Artikel-Nr.: DE20190219-Art.03-2019

Trumps Regimewechsel-Strategie in Venezuela

Ein tief gespaltenes Land

Mindestens 17 Jahre lang hat Washington versucht, die Regierung Venezuelas zu stürzen, doch die Trump-Administration hat einen noch offeneren und aggressiveren Kurs als ihre Vorgängerinnen eingeschlagen. Kürzlich haben die Vertreter der Administration in einen höheren Gang geschaltet, indem sie den von ihnen auserwählten Nachfolger von Venezuelas Präsident Nicolás Maduro Moros schon vor einem Staatsstreich die Weihe gaben. Der 35 Jahre alte Juan Guaidó, Mitglied des Venezuelanischen Kongresses, verkündete, dass er nun Präsident sei, und die Trump-Administration erkannte ihn – zusammen mit verbündeten Regierungen und entsprechend einem vorab arrangierten Plan – unmittelbar an. Von Mark Weisbrot.

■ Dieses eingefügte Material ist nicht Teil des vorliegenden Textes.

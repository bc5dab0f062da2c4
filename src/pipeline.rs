//! The shared filtered-view cache and the pipeline session behind it.
//!
//! A session is one pipeline thread running watch -> load -> combine. It is
//! started when the first observer attaches and stopped (joined, with the
//! change subscription released) when the last one detaches. All observers
//! share the session's output through a replay-1 [`SubscriptionManager`].

use crate::debounce::Debouncer;
use crate::error::{Result, SearchError};
use crate::filter::Combiner;
use crate::search::SearchConfig;
use crate::snapshot::{ChangeWatcher, SnapshotLoader};
use crate::source::DataSource;
use crate::subscriptions::{
    DropReason, SubscriptionConfig, SubscriptionHandle, SubscriptionId, SubscriptionManager,
    ViewEvent,
};
use crate::types::{FilteredView, ViewState};
use crossbeam_channel::{bounded, never, select, Receiver, Sender};
use parking_lot::Mutex;
use std::sync::Arc;
use std::thread::{self, JoinHandle};
use std::time::Duration;
use tracing::{debug, info, warn};

struct Session {
    id: u64,
    /// Dropping this wakes the pipeline thread and ends it.
    shutdown: Sender<()>,
    worker: JoinHandle<()>,
}

impl Session {
    fn stop(self) {
        drop(self.shutdown);
        if self.worker.thread().id() != thread::current().id() {
            let _ = self.worker.join();
        }
        info!(session = self.id, "pipeline stopped");
    }
}

#[derive(Default)]
struct SessionSlot {
    running: Option<Session>,
    started: u64,
    /// Whether observers may attach at all.
    permitted: bool,
}

impl SessionSlot {
    fn is_current(&self, id: u64) -> bool {
        self.running.as_ref().map(|s| s.id) == Some(id)
    }
}

struct ViewInner {
    source: Arc<dyn DataSource>,
    queries: Arc<Debouncer>,
    thread_name: String,
    observers: SubscriptionManager<ViewEvent>,
    /// Lock order: `session` before `observers`.
    session: Mutex<SessionSlot>,
}

/// Multicast, replay-latest access to the filtered view.
///
/// At most one pipeline session runs no matter how many observers there
/// are. A new observer first receives the most recently computed view (if
/// any), then live updates. Observers can only attach while the view is
/// permitted, which starts out false.
#[derive(Clone)]
pub struct SharedView {
    inner: Arc<ViewInner>,
}

impl SharedView {
    pub fn new(source: Arc<dyn DataSource>, queries: Arc<Debouncer>, config: &SearchConfig) -> Self {
        Self {
            inner: Arc::new(ViewInner {
                source,
                queries,
                thread_name: config.thread_name.clone(),
                observers: SubscriptionManager::with_config(SubscriptionConfig {
                    buffer_size: config.buffer_size,
                    replay_latest: true,
                }),
                session: Mutex::new(SessionSlot::default()),
            }),
        }
    }

    /// Attach an observer, starting the pipeline if it is not running.
    ///
    /// Fails with `PermissionDenied` unless the view is permitted.
    pub fn subscribe(&self) -> Result<ViewSubscription> {
        let mut slot = self.inner.session.lock();
        if !slot.permitted {
            return Err(SearchError::PermissionDenied);
        }
        let handle = self.inner.observers.subscribe();

        if slot.running.is_none() {
            match self.inner.spawn_session(&mut slot) {
                Ok(session) => slot.running = Some(session),
                Err(e) => {
                    self.inner.observers.unsubscribe(handle.id);
                    return Err(e);
                }
            }
        }

        Ok(ViewSubscription {
            handle,
            view: Arc::clone(&self.inner),
            state: ViewState::Loading,
        })
    }

    /// Allow or forbid observers. Returns false if nothing changed.
    ///
    /// Forbidding drops every observer with `PermissionRevoked` and stops
    /// the pipeline. The flag is flipped under the session lock, so no
    /// `subscribe` can slip in between the check and the teardown.
    pub fn set_permitted(&self, permitted: bool) -> bool {
        let (closed, stopped) = {
            let mut slot = self.inner.session.lock();
            if slot.permitted == permitted {
                return false;
            }
            slot.permitted = permitted;
            if permitted {
                return true;
            }
            let closed = self
                .inner
                .observers
                .close_all(None, DropReason::PermissionRevoked);
            (closed, slot.running.take())
        };
        debug!(dropped = closed, "observers dropped after permission revoked");
        if let Some(session) = stopped {
            session.stop();
        }
        true
    }

    pub fn is_permitted(&self) -> bool {
        self.inner.session.lock().permitted
    }

    /// Number of attached observers.
    pub fn observer_count(&self) -> usize {
        self.inner.observers.subscription_count()
    }

    /// Whether a pipeline session is running.
    pub fn is_running(&self) -> bool {
        self.inner.session.lock().running.is_some()
    }

    /// How many pipeline sessions have been started so far.
    pub fn sessions_started(&self) -> u64 {
        self.inner.session.lock().started
    }

    /// The view a new observer would be replayed.
    pub fn latest(&self) -> Option<FilteredView> {
        self.inner
            .observers
            .latest()
            .and_then(|event| event.view().cloned())
    }
}

impl ViewInner {
    fn spawn_session(self: &Arc<Self>, slot: &mut SessionSlot) -> Result<Session> {
        let id = slot.started + 1;
        let (shutdown, stop_signal) = bounded::<()>(0);
        let inner = Arc::clone(self);
        let worker = thread::Builder::new()
            .name(format!("{}-pipeline", self.thread_name))
            .spawn(move || inner.run(id, stop_signal))
            .map_err(|e| SearchError::Spawn(e.to_string()))?;

        slot.started = id;
        info!(session = id, "pipeline started");
        Ok(Session {
            id,
            shutdown,
            worker,
        })
    }

    fn run(&self, id: u64, stop_signal: Receiver<()>) {
        let watcher = match ChangeWatcher::activate(self.source.as_ref()) {
            Ok(watcher) => watcher,
            Err(e) => return self.fail(id, e),
        };
        let queries = self.queries.subscribe();
        let (loader, loads) =
            SnapshotLoader::new(Arc::clone(&self.source), &format!("{}-load", self.thread_name));
        let mut combiner = Combiner::new();
        let mut loading = false;
        let idle = never();

        loop {
            // While a load is in flight, further triggers stay coalesced in
            // the watcher's slot and are picked up once it completes.
            let triggers = if loading { &idle } else { watcher.triggers() };

            let keep_running = select! {
                recv(stop_signal) -> _ => false,
                recv(triggers) -> _ => match loader.start() {
                    Ok(_) => {
                        loading = true;
                        true
                    }
                    Err(e) => {
                        self.fail(id, e);
                        false
                    }
                },
                recv(loads) -> outcome => match outcome {
                    Ok(outcome) if loader.is_current(outcome.generation) => {
                        loading = false;
                        match outcome.result {
                            Ok(snapshot) => {
                                debug!(session = id, records = snapshot.len(), "snapshot loaded");
                                combiner
                                    .on_snapshot(snapshot)
                                    .map_or(true, |view| self.publish(id, view))
                            }
                            Err(e) => {
                                self.fail(id, e);
                                false
                            }
                        }
                    }
                    Ok(_) => true,
                    Err(_) => false,
                },
                recv(queries.receiver) -> query => match query {
                    Ok(query) => combiner
                        .on_query(query)
                        .map_or(true, |view| self.publish(id, view)),
                    Err(_) => {
                        self.fail(id, SearchError::Disconnected);
                        false
                    }
                },
            };

            if !keep_running {
                break;
            }
        }

        self.queries.unsubscribe(queries.id);
        debug!(session = id, "pipeline loop exited");
    }

    /// Publish a view. Returns false if this session should stop.
    fn publish(&self, id: u64, view: FilteredView) -> bool {
        let mut slot = self.session.lock();
        if !slot.is_current(id) {
            return false;
        }

        debug!(session = id, records = view.len(), query = view.query(), "filtered view published");
        let remaining = self.observers.publish(ViewEvent::View { view });
        if remaining == 0 {
            // Every handle was dropped without detaching.
            slot.running.take();
            info!(session = id, "pipeline stopped: no observers left");
            return false;
        }
        true
    }

    /// Deliver a terminal error to every observer and retire the session.
    fn fail(&self, id: u64, error: SearchError) {
        let mut slot = self.session.lock();
        if !slot.is_current(id) {
            return;
        }

        warn!(session = id, error = %error, "pipeline failed");
        self.observers.clear_latest();
        self.observers
            .close_all(Some(ViewEvent::Failed { error }), DropReason::Shutdown);
        // Own handle; dropping it detaches this thread.
        slot.running.take();
    }

    fn detach(&self, id: SubscriptionId) {
        let stopped = {
            let mut slot = self.session.lock();
            self.observers.unsubscribe(id);
            if self.observers.subscription_count() == 0 {
                slot.running.take()
            } else {
                None
            }
        };
        if let Some(session) = stopped {
            debug!(session = session.id, "last observer detached");
            session.stop();
        }
    }
}

/// An attached observer of the filtered view.
///
/// Dropping it detaches the observer; dropping the last one stops the
/// pipeline.
pub struct ViewSubscription {
    handle: SubscriptionHandle<ViewEvent>,
    view: Arc<ViewInner>,
    state: ViewState,
}

impl ViewSubscription {
    pub fn id(&self) -> SubscriptionId {
        self.handle.id
    }

    /// Block for the next event.
    pub fn recv(&self) -> Result<ViewEvent> {
        self.handle.recv().map_err(|_| SearchError::Disconnected)
    }

    /// Wait up to `timeout` for the next event.
    pub fn recv_timeout(&self, timeout: Duration) -> Option<ViewEvent> {
        self.handle.recv_timeout(timeout).ok()
    }

    /// Take the next event if one is ready.
    pub fn try_recv(&self) -> Option<ViewEvent> {
        self.handle.try_recv().ok()
    }

    /// Wait up to `timeout` for the next view, skipping nothing.
    ///
    /// Terminal events come back as errors; a timeout yields `Ok(None)`.
    pub fn next_view(&mut self, timeout: Duration) -> Result<Option<FilteredView>> {
        match self.handle.recv_timeout(timeout) {
            Ok(event) => {
                self.state.apply(&event);
                match event {
                    ViewEvent::View { view } => Ok(Some(view)),
                    ViewEvent::Failed { error } => Err(error),
                    ViewEvent::Dropped { .. } => Err(SearchError::SubscriptionDropped),
                }
            }
            Err(crossbeam_channel::RecvTimeoutError::Timeout) => Ok(None),
            Err(crossbeam_channel::RecvTimeoutError::Disconnected) => Err(SearchError::Disconnected),
        }
    }

    /// Apply every pending event and return the resulting state.
    ///
    /// Stops at a terminal event.
    pub fn poll_state(&mut self) -> &ViewState {
        while let Ok(event) = self.handle.try_recv() {
            self.state.apply(&event);
            if event.is_terminal() {
                break;
            }
        }
        &self.state
    }

    /// The state as of the last applied event.
    pub fn state(&self) -> &ViewState {
        &self.state
    }
}

impl Drop for ViewSubscription {
    fn drop(&mut self) {
        self.view.detach(self.handle.id);
    }
}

Es ist klar, dass Präsident Donald Trumps Ziel ein Regimewechsel ist; seine Administration versucht nicht einmal, das zu verbergen. Und seine Verbündeten, Vizepräsident Mike Pence und Senator Marco Rubio (R-Fla.), haben seit langem klar gemacht, worauf sie hinaus wollen.

● Provokation statt Kompromiss

Es wäre ein schrecklicher Fehler, diesen Weg weiter zu gehen. Trumps Politik hat die Leiden der Venezolaner nur verschlimmert und es dem Land unmöglich gemacht, sich aus der langen Depression und Hyperinflation zu befreien. Es braucht eine Verhandlungslösung, um den politischen Konflikt in Venezuela zu lösen, doch das Engagement der Trump-Administration für einen nicht legalen Regimewechsel verbaut diese Option schnell. Schlimmer noch, Trumps Strategie besteht offensichtlich darin, das Leiden durch Sanktionen zu verstärken (mehr davon wurden gerade angekündigt), bis eine Fraktion des Militärs einen Putsch veranstaltet, um eine neue, Pro-US-Regierung zu installieren.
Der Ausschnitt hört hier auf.